Supplied data:
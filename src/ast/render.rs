//! Text renderings of an AST: an indented tree and a Graphviz digraph.

use std::fmt::Write;

use super::Node;

fn label(node: &Node) -> String {
    let kind = node.kind().to_string();
    match node {
        Node::Int(v) => format!("{kind} {v}"),
        Node::Float(v) => format!("{kind} {v}"),
        Node::Str(s) => format!("{kind} {s:?}"),
        Node::Scope { segments } => format!("{kind} {}", segments.join("::")),
        Node::Address {
            param: Some(param), ..
        } => format!("{kind} .{param}"),
        Node::VarSignature { name, .. } => format!("{kind} {name}"),
        Node::For { binding, .. } => format!("{kind} {binding}"),
        Node::Class { name, .. } => format!("{kind} {name}"),
        _ => kind,
    }
}

/// Indented tree, one node per line, two spaces per level.
pub fn tree(root: &Node) -> String {
    fn visit(node: &Node, depth: usize, out: &mut String) {
        let _ = writeln!(out, "{:indent$}{}", "", label(node), indent = depth * 2);
        for slot in node.slots() {
            match slot {
                Some(child) => visit(child, depth + 1, out),
                None => {
                    let _ = writeln!(out, "{:indent$}-", "", indent = (depth + 1) * 2);
                }
            }
        }
    }

    let mut out = String::new();
    visit(root, 0, &mut out);
    out
}

/// Graphviz `digraph ast` with one edge per parent/child pair.
pub fn dot(root: &Node) -> String {
    fn visit(node: &Node, id: usize, next_id: &mut usize, out: &mut String) {
        let escaped = label(node).replace('\\', "\\\\").replace('"', "\\\"");
        let _ = writeln!(out, "  n{id} [label=\"{escaped}\"];");
        for child in node.children() {
            let child_id = *next_id;
            *next_id += 1;
            let _ = writeln!(out, "  n{id} -> n{child_id};");
            visit(child, child_id, next_id, out);
        }
    }

    let mut out = String::from("digraph ast {\n");
    let mut next_id = 1;
    visit(root, 0, &mut next_id, &mut out);
    out.push_str("}\n");
    out
}

#[cfg(test)]
mod tests {
    use super::*;
    use crate::ast::build::*;

    fn program() -> Node {
        let call = new_call(new_scope(new_str("println")).unwrap(), vec![new_str("hi")]);
        let mut body = new_compound(vec![call]);
        convert_compound_to_sequence(&mut body).unwrap();
        let main = new_function(new_signature(new_str("main")), Some(body)).unwrap();
        new_translation_unit(vec![main])
    }

    #[test]
    fn tree_indents_by_depth() {
        let text = tree(&program());
        let lines: Vec<&str> = text.lines().collect();
        assert_eq!(lines[0], "transunit");
        assert_eq!(lines[1], "  func");
        assert_eq!(lines[2], "    sig");
        assert_eq!(lines[3], "      str \"main\"");
        assert!(text.contains("scope println"));
    }

    #[test]
    fn tree_marks_empty_slots() {
        let f = new_function(new_signature(new_str("f")), None).unwrap();
        let text = tree(&f);
        assert_eq!(text.lines().last(), Some("  -"));
    }

    #[test]
    fn dot_has_one_edge_per_child() {
        let root = program();
        let text = dot(&root);
        assert!(text.starts_with("digraph ast {"));
        assert!(text.trim_end().ends_with('}'));
        let edges = text.lines().filter(|l| l.contains("->")).count();
        assert_eq!(edges, root.node_count() - 1);
    }

    #[test]
    fn dot_escapes_quotes() {
        let text = dot(&new_str("say \"hi\""));
        assert_eq!(
            text.lines().nth(1),
            Some(r#"  n0 [label="str \"say \\\"hi\\\"\""];"#)
        );
    }
}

Brief: Give the entries again in full, with nothing changed.

Task result:
filename src/ast/render.rs
//! Text renderings of an AST: an indented tree and a Graphviz digraph.

use std::fmt::Write;

use super::Node;

fn label(node: &Node) -> String {
    let kind = node.kind().to_string();
    match node {
        Node::Int(v) => format!("{kind} {v}"),
        Node::Float(v) => format!("{kind} {v}"),
        Node::Str(s) => format!("{kind} {s:?}"),
        Node::Scope { segments } => format!("{kind} {}", segments.join("::")),
        Node::Address {
            param: Some(param), ..
        } => format!("{kind} .{param}"),
        Node::VarSignature { name, .. } => format!("{kind} {name}"),
        Node::For { binding, .. } => format!("{kind} {binding}"),
        Node::Class { name, .. } => format!("{kind} {name}"),
        _ => kind,
    }
}

/// Indented tree, one node per line, two spaces per level.
pub fn tree(root: &Node) -> String {
    fn visit(node: &Node, depth: usize, out: &mut String) {
        let _ = writeln!(out, "{:indent$}{}", "", label(node), indent = depth * 2);
        for slot in node.slots() {
            match slot {
                Some(child) => visit(child, depth + 1, out),
                None => {
                    let _ = writeln!(out, "{:indent$}-", "", indent = (depth + 1) * 2);
                }
            }
        }
    }

    let mut out = String::new();
    visit(root, 0, &mut out);
    out
}

/// Graphviz `digraph ast` with one edge per parent/child pair.
pub fn dot(root: &Node) -> String {
    fn visit(node: &Node, id: usize, next_id: &mut usize, out: &mut String) {
        let escaped = label(node).replace('\\', "\\\\").replace('"', "\\\"");
        let _ = writeln!(out, "  n{id} [label=\"{escaped}\"];");
        for child in node.children() {
            let child_id = *next_id;
            *next_id += 1;
            let _ = writeln!(out, "  n{id} -> n{child_id};");
            visit(child, child_id, next_id, out);
        }
    }

    let mut out = String::from("digraph ast {\n");
    let mut next_id = 1;
    visit(root, 0, &mut next_id, &mut out);
    out.push_str("}\n");
    out
}

#[cfg(test)]
mod tests {
    use super::*;
    use crate::ast::build::*;

    fn program() -> Node {
        let call = new_call(new_scope(new_str("println")).unwrap(), vec![new_str("hi")]);
        let mut body = new_compound(vec![call]);
        convert_compound_to_sequence(&mut body).unwrap();
        let main = new_function(new_signature(new_str("main")), Some(body)).unwrap();
        new_translation_unit(vec![main])
    }

    #[test]
    fn tree_indents_by_depth() {
        let text = tree(&program());
        let lines: Vec<&str> = text.lines().collect();
        assert_eq!(lines[0], "transunit");
        assert_eq!(lines[1], "  func");
        assert_eq!(lines[2], "    sig");
        assert_eq!(lines[3], "      str \"main\"");
        assert!(text.contains("scope println"));
    }

    #[test]
    fn tree_marks_empty_slots() {
        let f = new_function(new_signature(new_str("f")), None).unwrap();
        let text = tree(&f);
        assert_eq!(text.lines().last(), Some("  -"));
    }

    #[test]
    fn dot_has_one_edge_per_child() {
        let root = program();
        let text = dot(&root);
        assert!(text.starts_with("digraph ast {"));
        assert!(text.trim_end().ends_with('}'));
        let edges = text.lines().filter(|l| l.contains("->")).count();
        assert_eq!(edges, root.node_count() - 1);
    }

    #[test]
    fn dot_escapes_quotes() {
        let text = dot(&new_str("say \"hi\""));
        assert_eq!(
            text.lines().nth(1),
            Some(r#"  n0 [label="str \"say \\\"hi\\\"\""];"#)
        );
    }
}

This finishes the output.